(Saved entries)

______________________________

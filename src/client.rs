//! Interactive relay client: lines typed on stdin are sent to the server as
//! raw bytes, and whatever other peers send is printed as it arrives. The
//! relay adds no framing, so a printed chunk is whatever one read returned.

use anyhow::{Context, Result};
use tokio::{
    io::{self, AsyncBufReadExt, AsyncReadExt, AsyncWriteExt, BufReader},
    net::{tcp::OwnedWriteHalf, TcpStream},
    select,
};
use tracing::{info, warn};

use crate::cli::ClientArgs;

const RECV_BUFFER_SIZE: usize = 256;

pub async fn run(args: ClientArgs) -> Result<()> {
    let stream = TcpStream::connect(args.server)
        .await
        .with_context(|| format!("failed to connect to {}", args.server))?;

    info!("connected to {}", args.server);

    let (mut reader, mut writer) = stream.into_split();
    let mut stdin = BufReader::new(tokio::io::stdin());
    let mut input = String::new();
    let mut incoming = [0u8; RECV_BUFFER_SIZE];

    loop {
        input.clear();
        select! {
            received = reader.read(&mut incoming) => {
                match received? {
                    0 => {
                        write_stdout("*** server closed the connection").await?;
                        break;
                    }
                    len => render_incoming(&incoming[..len]).await?,
                }
            }
            bytes_read = stdin.read_line(&mut input) => {
                if !handle_stdin_input(bytes_read, &input, &mut writer).await? {
                    break;
                }
            }
            ctrl_c = tokio::signal::ctrl_c() => {
                if let Err(error) = ctrl_c {
                    warn!(?error, "ctrl-c handler failed");
                }
                break;
            }
        }
    }

    if let Err(error) = writer.shutdown().await {
        warn!(?error, "failed to shutdown client writer cleanly");
    }

    Ok(())
}

async fn handle_stdin_input(
    bytes_read: io::Result<usize>,
    input: &str,
    writer: &mut OwnedWriteHalf,
) -> Result<bool> {
    let bytes_read = bytes_read?;
    if bytes_read == 0 {
        return Ok(false);
    }

    let text = input.trim_end();
    if text.is_empty() {
        return Ok(true);
    }

    if text.eq_ignore_ascii_case("/quit") {
        write_stdout("*** leaving chat").await?;
        return Ok(false);
    }

    writer.write_all(text.as_bytes()).await?;
    Ok(true)
}

async fn render_incoming(payload: &[u8]) -> io::Result<()> {
    write_stdout(&String::from_utf8_lossy(payload)).await
}

async fn write_stdout(line: &str) -> io::Result<()> {
    let mut stdout = tokio::io::stdout();
    stdout.write_all(line.as_bytes()).await?;
    stdout.write_all(b"\n").await?;
    stdout.flush().await
}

______________________________

▸ Problem to solve
The entries above must be copied verbatim. Leave none out.

▸ Reply
filename src/client.rs
//! Interactive relay client: lines typed on stdin are sent to the server as
//! raw bytes, and whatever other peers send is printed as it arrives. The
//! relay adds no framing, so a printed chunk is whatever one read returned.

use anyhow::{Context, Result};
use tokio::{
    io::{self, AsyncBufReadExt, AsyncReadExt, AsyncWriteExt, BufReader},
    net::{tcp::OwnedWriteHalf, TcpStream},
    select,
};
use tracing::{info, warn};

use crate::cli::ClientArgs;

const RECV_BUFFER_SIZE: usize = 256;

pub async fn run(args: ClientArgs) -> Result<()> {
    let stream = TcpStream::connect(args.server)
        .await
        .with_context(|| format!("failed to connect to {}", args.server))?;

    info!("connected to {}", args.server);

    let (mut reader, mut writer) = stream.into_split();
    let mut stdin = BufReader::new(tokio::io::stdin());
    let mut input = String::new();
    let mut incoming = [0u8; RECV_BUFFER_SIZE];

    loop {
        input.clear();
        select! {
            received = reader.read(&mut incoming) => {
                match received? {
                    0 => {
                        write_stdout("*** server closed the connection").await?;
                        break;
                    }
                    len => render_incoming(&incoming[..len]).await?,
                }
            }
            bytes_read = stdin.read_line(&mut input) => {
                if !handle_stdin_input(bytes_read, &input, &mut writer).await? {
                    break;
                }
            }
            ctrl_c = tokio::signal::ctrl_c() => {
                if let Err(error) = ctrl_c {
                    warn!(?error, "ctrl-c handler failed");
                }
                break;
            }
        }
    }

    if let Err(error) = writer.shutdown().await {
        warn!(?error, "failed to shutdown client writer cleanly");
    }

    Ok(())
}

async fn handle_stdin_input(
    bytes_read: io::Result<usize>,
    input: &str,
    writer: &mut OwnedWriteHalf,
) -> Result<bool> {
    let bytes_read = bytes_read?;
    if bytes_read == 0 {
        return Ok(false);
    }

    let text = input.trim_end();
    if text.is_empty() {
        return Ok(true);
    }

    if text.eq_ignore_ascii_case("/quit") {
        write_stdout("*** leaving chat").await?;
        return Ok(false);
    }

    writer.write_all(text.as_bytes()).await?;
    Ok(true)
}

async fn render_incoming(payload: &[u8]) -> io::Result<()> {
    write_stdout(&String::from_utf8_lossy(payload)).await
}

async fn write_stdout(line: &str) -> io::Result<()> {
    let mut stdout = tokio::io::stdout();
    stdout.write_all(line.as_bytes()).await?;
    stdout.write_all(b"\n").await?;
    stdout.flush().await
}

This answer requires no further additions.